Почтенные пожилые люди будут наблюдать за общественными кухнями, за чистотой постелей и посуды, одежды и жилья. Они будут следить, хорошо ли выполняют свои обязанности юноши и девушки, прислуживающие за столом. Ах, как изменятся отношения между людьми: исчезнут вражда и ненависть, завистливость и злоба. Детей будут любить не потому, что они наследники земельного надела или дома, а просто потому, что дети. Люди заживут единой и дружной семьей, где каждый человек будет называть сверстников братьями, а старших – отцами и матерями. Неожиданно Кампанелла, взглянув на тюремную кормёжку, ясно нарисовал в своём воображении общие трапезы. «Какое это будет чудесное зрелище, – подумал он. – Это будет удивительное и прекрасное время».

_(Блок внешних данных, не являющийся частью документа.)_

//! Agenda conflict resolution: salience, specificity, recency.

use std::sync::Arc;
use std::sync::atomic::{AtomicUsize, Ordering};

use trellis_engine::Agenda;
use trellis_foundation::Token;

use crate::fixtures::user;

fn token(id: u32) -> Token {
    Token::single(user(id, "VIP"))
}

fn noop() -> Box<dyn FnOnce() + Send> {
    Box::new(|| {})
}

#[test]
fn composite_ordering_salience_specificity_recency() {
    let agenda = Agenda::new();
    agenda.add("a", token(1), noop(), 100, 1);
    agenda.add("b", token(2), noop(), 50, 2);
    agenda.add("c", token(3), noop(), 50, 2);
    agenda.add("d", token(4), noop(), 10, 3);

    // Salience first; at equal salience and specificity, last in wins.
    let order: Vec<String> = std::iter::from_fn(|| agenda.next())
        .map(|a| a.rule_name().to_string())
        .collect();
    assert_eq!(order, vec!["a", "c", "b", "d"]);
}

#[test]
fn specificity_breaks_salience_ties() {
    let agenda = Agenda::new();
    agenda.add("broad", token(1), noop(), 10, 1);
    agenda.add("narrow", token(2), noop(), 10, 4);

    assert_eq!(agenda.next().unwrap().rule_name(), "narrow");
    assert_eq!(agenda.next().unwrap().rule_name(), "broad");
}

#[test]
fn adds_between_pops_resort() {
    let agenda = Agenda::new();
    agenda.add("low", token(1), noop(), 1, 1);
    agenda.add("mid", token(2), noop(), 5, 1);

    assert_eq!(agenda.next().unwrap().rule_name(), "mid");

    // A higher-salience arrival after the first pop still wins the next.
    agenda.add("high", token(3), noop(), 9, 1);
    assert_eq!(agenda.next().unwrap().rule_name(), "high");
    assert_eq!(agenda.next().unwrap().rule_name(), "low");
}

#[test]
fn fire_runs_the_bound_action() {
    let agenda = Agenda::new();
    let count = Arc::new(AtomicUsize::new(0));
    let counter = count.clone();
    agenda.add(
        "count",
        token(1),
        Box::new(move || {
            counter.fetch_add(1, Ordering::SeqCst);
        }),
        0,
        1,
    );

    agenda.next().unwrap().fire();
    assert_eq!(count.load(Ordering::SeqCst), 1);
    assert!(agenda.is_empty());
}

#[test]
fn remove_targets_rule_and_token() {
    let agenda = Agenda::new();
    agenda.add("r1", token(1), noop(), 0, 1);
    agenda.add("r1", token(2), noop(), 0, 1);
    agenda.add("r2", token(1), noop(), 0, 1);

    assert!(agenda.remove("r1", &token(1)));
    assert_eq!(agenda.len(), 2);

    // Only the first matching entry goes per call.
    assert!(!agenda.remove("r1", &token(1)));
    assert!(agenda.remove("r2", &token(1)));
    assert!(agenda.remove("r1", &token(2)));
    assert!(agenda.is_empty());
}

#[test]
fn clear_resets_the_agenda() {
    let agenda = Agenda::new();
    agenda.add("r", token(1), noop(), 0, 1);
    agenda.add("r", token(2), noop(), 0, 1);
    assert_eq!(agenda.len(), 2);

    agenda.clear();
    assert!(agenda.is_empty());
    assert!(agenda.next().is_none());
}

Длинные, красиво убранные столы с массивными столешницами дорогих сортов дерева. По одну сторону сидят женщины, по другую – мужчины. Во время еды белокурый юноша, похожий ликом и голосом на ангела, сошедшего с небес, читает вслух библейские истории. Мальчики и девочки по очереди прислуживают старшим. На серебряных подносах угощения. За их приготовлением тщательно следят врачи. Они составляют отдельные меню для стариков, больных и молодых, заказывая поварам блюда, давая рекомендации и полезные советы: вот этому бульончик пожирнее – ему играть Чезаре Борджиа в комедии, тому морковку отварную – он жалуется на хвори, а этому побольше молока и мёда – он просто Геркулес, весь в мать. Кампанелла смеётся. Предаваясь сладким мечтам о великолепных лакомствах, он будто сам оказывается среди счастливцев самодержавной республики. «А для детей, особенно отличившихся утром на лекциях, в ученых беседах или военных занятиях, – весело думает Кампанелла, жуя тухлую рыбку, – в виде награды получат лучшие кушанья. И, конечно, по праздничным дням за столом под аккомпанемент лютни поются песни. А вечерами под колоннадами – танцы…»
Никогда в жизни Томмазо не мечтал с такой яростью и подъёмом, как в Кастель Нуово. Мысли об утопии захлестнули калабрийца с отчаянной силой, что он поклялся любой ценой написать книгу. Эта книга должна была стать лучшей из того, что ему доводилось писать. Дурачить конвой, любопытных зевак и самого кастеляна пока сходило Кампанелле с рук. Микель Алонзо знал или догадывался, что Кампанелла врун и редкостный хитрец, но кто бы слушал тюремщика, когда молва о помрачнении ума философа разлетелась, разнеслась по всей Италии. Лишившись рассудка, Кампанелла обрёк себя на испытание, но он добился главного – Святая служба даровала ему жизнь. Умалишённых того времени не лечили: не было придумано ещё такой микстуры или порошка, которые смогли бы излечить душевный разлад, рождённый беспорядками ума. К безумцам относились, как и к прокажённым: их считали изгоями, всячески избегали, а приговорённых к смерти не казнили, держа за решёткой до тех пор, пока Бог не проявит свою милость и не исцелит недуг.
Томмазо выиграл время. Выиграть время, значит спастись. Но написать книгу – как? Чернильное перо нуждалось в изящных и чутких усилиях, оно требовало добросовестной тщательности и аккуратности, тогда как искалеченная пытками рука едва держала кружку. Да пусть бы и распухшие суставы, не вправленные на место, могли бы совладать с точнейшим письменным прибором – как раскошелиться пером, где раздобыть? На чём царапать рукопись, когда вокруг нет и обрывка бумаги? Но вдруг и отыщется – возможно ли представить себе, можно ли допустить мысль, что попытки сочинительства прошли бы незамеченными для своенравного Микеля, шпионящего везде и всюду за каждым шагом, за каждым вздохом Томмазо? Нет, конечно нет! Но даже бы, пусть это и покажется сомнительным, Томмазо смог надуть Алонзо – обставил, оболванил, разыграл – любой внезапный обыск разоблачил бы Кампанеллу вмиг, поставил под сомнение его блестящую аферу с помешательством. Бумаги, сколь мелки бы не были, всё ж требовали бережного места для хранения. И речь не о записке на крохотном клочке, речь о томах, исписанных чернилами. Рукопись боится не только чужого взгляда недоброжелателя, ей вредна влажность и крысы – она боится гнили, плесени и острых зубов грызунов. Мысли мелькали в голове философа, он лихорадочно искал выход и, кажется, нашёл его. В тот самый миг Томмазо вспомнил о Лауре.